### Task to complete
Produce an exact copy of the data below.

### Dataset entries
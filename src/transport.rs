//! Line transport
//!
//! Wraps one byte stream as a duplex stream of newline-terminated lines.
//! Knows nothing about the chat protocol. Generic over the stream so that
//! sessions can run over TCP in production and `tokio::io::duplex` in tests.

use futures_util::stream::{SplitSink, SplitStream};
use futures_util::{SinkExt, StreamExt};
use tokio::io::{AsyncRead, AsyncWrite};
use tokio_util::codec::{Framed, LinesCodec};

use crate::error::AppError;

/// One connection framed into lines
pub struct LineTransport<S> {
    framed: Framed<S, LinesCodec>,
    peer_addr: String,
}

impl<S> LineTransport<S>
where
    S: AsyncRead + AsyncWrite + Unpin,
{
    /// Frame `stream`, rejecting inbound lines longer than `max_line_length`
    pub fn new(stream: S, peer_addr: impl Into<String>, max_line_length: usize) -> Self {
        Self {
            framed: Framed::new(stream, LinesCodec::new_with_max_length(max_line_length)),
            peer_addr: peer_addr.into(),
        }
    }

    /// Remote address, informational
    pub fn peer_addr(&self) -> &str {
        &self.peer_addr
    }

    /// Split into independently owned read and write halves
    pub fn split(self) -> (LineReader<S>, LineWriter<S>) {
        let (sink, stream) = self.framed.split();
        (LineReader { inner: stream }, LineWriter { inner: sink })
    }
}

/// Read half
pub struct LineReader<S> {
    inner: SplitStream<Framed<S, LinesCodec>>,
}

impl<S> LineReader<S>
where
    S: AsyncRead + AsyncWrite + Unpin,
{
    /// Next line without its terminator (`\r\n` is accepted too)
    ///
    /// `Ok(None)` means the peer closed the connection.
    pub async fn next_line(&mut self) -> Result<Option<String>, AppError> {
        match self.inner.next().await {
            Some(Ok(line)) => Ok(Some(line)),
            Some(Err(e)) => Err(e.into()),
            None => Ok(None),
        }
    }
}

/// Write half
pub struct LineWriter<S> {
    inner: SplitSink<Framed<S, LinesCodec>, String>,
}

impl<S> LineWriter<S>
where
    S: AsyncRead + AsyncWrite + Unpin,
{
    /// Write one line and flush it
    pub async fn send_line(&mut self, line: String) -> Result<(), AppError> {
        self.inner.send(line).await?;
        Ok(())
    }

    /// Flush and shut down the write side
    pub async fn close(&mut self) -> Result<(), AppError> {
        self.inner.close().await?;
        Ok(())
    }
}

### Written answer
filename src/transport.rs
//! Line transport
//!
//! Wraps one byte stream as a duplex stream of newline-terminated lines.
//! Knows nothing about the chat protocol. Generic over the stream so that
//! sessions can run over TCP in production and `tokio::io::duplex` in tests.

use futures_util::stream::{SplitSink, SplitStream};
use futures_util::{SinkExt, StreamExt};
use tokio::io::{AsyncRead, AsyncWrite};
use tokio_util::codec::{Framed, LinesCodec};

use crate::error::AppError;

/// One connection framed into lines
pub struct LineTransport<S> {
    framed: Framed<S, LinesCodec>,
    peer_addr: String,
}

impl<S> LineTransport<S>
where
    S: AsyncRead + AsyncWrite + Unpin,
{
    /// Frame `stream`, rejecting inbound lines longer than `max_line_length`
    pub fn new(stream: S, peer_addr: impl Into<String>, max_line_length: usize) -> Self {
        Self {
            framed: Framed::new(stream, LinesCodec::new_with_max_length(max_line_length)),
            peer_addr: peer_addr.into(),
        }
    }

    /// Remote address, informational
    pub fn peer_addr(&self) -> &str {
        &self.peer_addr
    }

    /// Split into independently owned read and write halves
    pub fn split(self) -> (LineReader<S>, LineWriter<S>) {
        let (sink, stream) = self.framed.split();
        (LineReader { inner: stream }, LineWriter { inner: sink })
    }
}

/// Read half
pub struct LineReader<S> {
    inner: SplitStream<Framed<S, LinesCodec>>,
}

impl<S> LineReader<S>
where
    S: AsyncRead + AsyncWrite + Unpin,
{
    /// Next line without its terminator (`\r\n` is accepted too)
    ///
    /// `Ok(None)` means the peer closed the connection.
    pub async fn next_line(&mut self) -> Result<Option<String>, AppError> {
        match self.inner.next().await {
            Some(Ok(line)) => Ok(Some(line)),
            Some(Err(e)) => Err(e.into()),
            None => Ok(None),
        }
    }
}

/// Write half
pub struct LineWriter<S> {
    inner: SplitSink<Framed<S, LinesCodec>, String>,
}

impl<S> LineWriter<S>
where
    S: AsyncRead + AsyncWrite + Unpin,
{
    /// Write one line and flush it
    pub async fn send_line(&mut self, line: String) -> Result<(), AppError> {
        self.inner.send(line).await?;
        Ok(())
    }

    /// Flush and shut down the write side
    pub async fn close(&mut self) -> Result<(), AppError> {
        self.inner.close().await?;
        Ok(())
    }
}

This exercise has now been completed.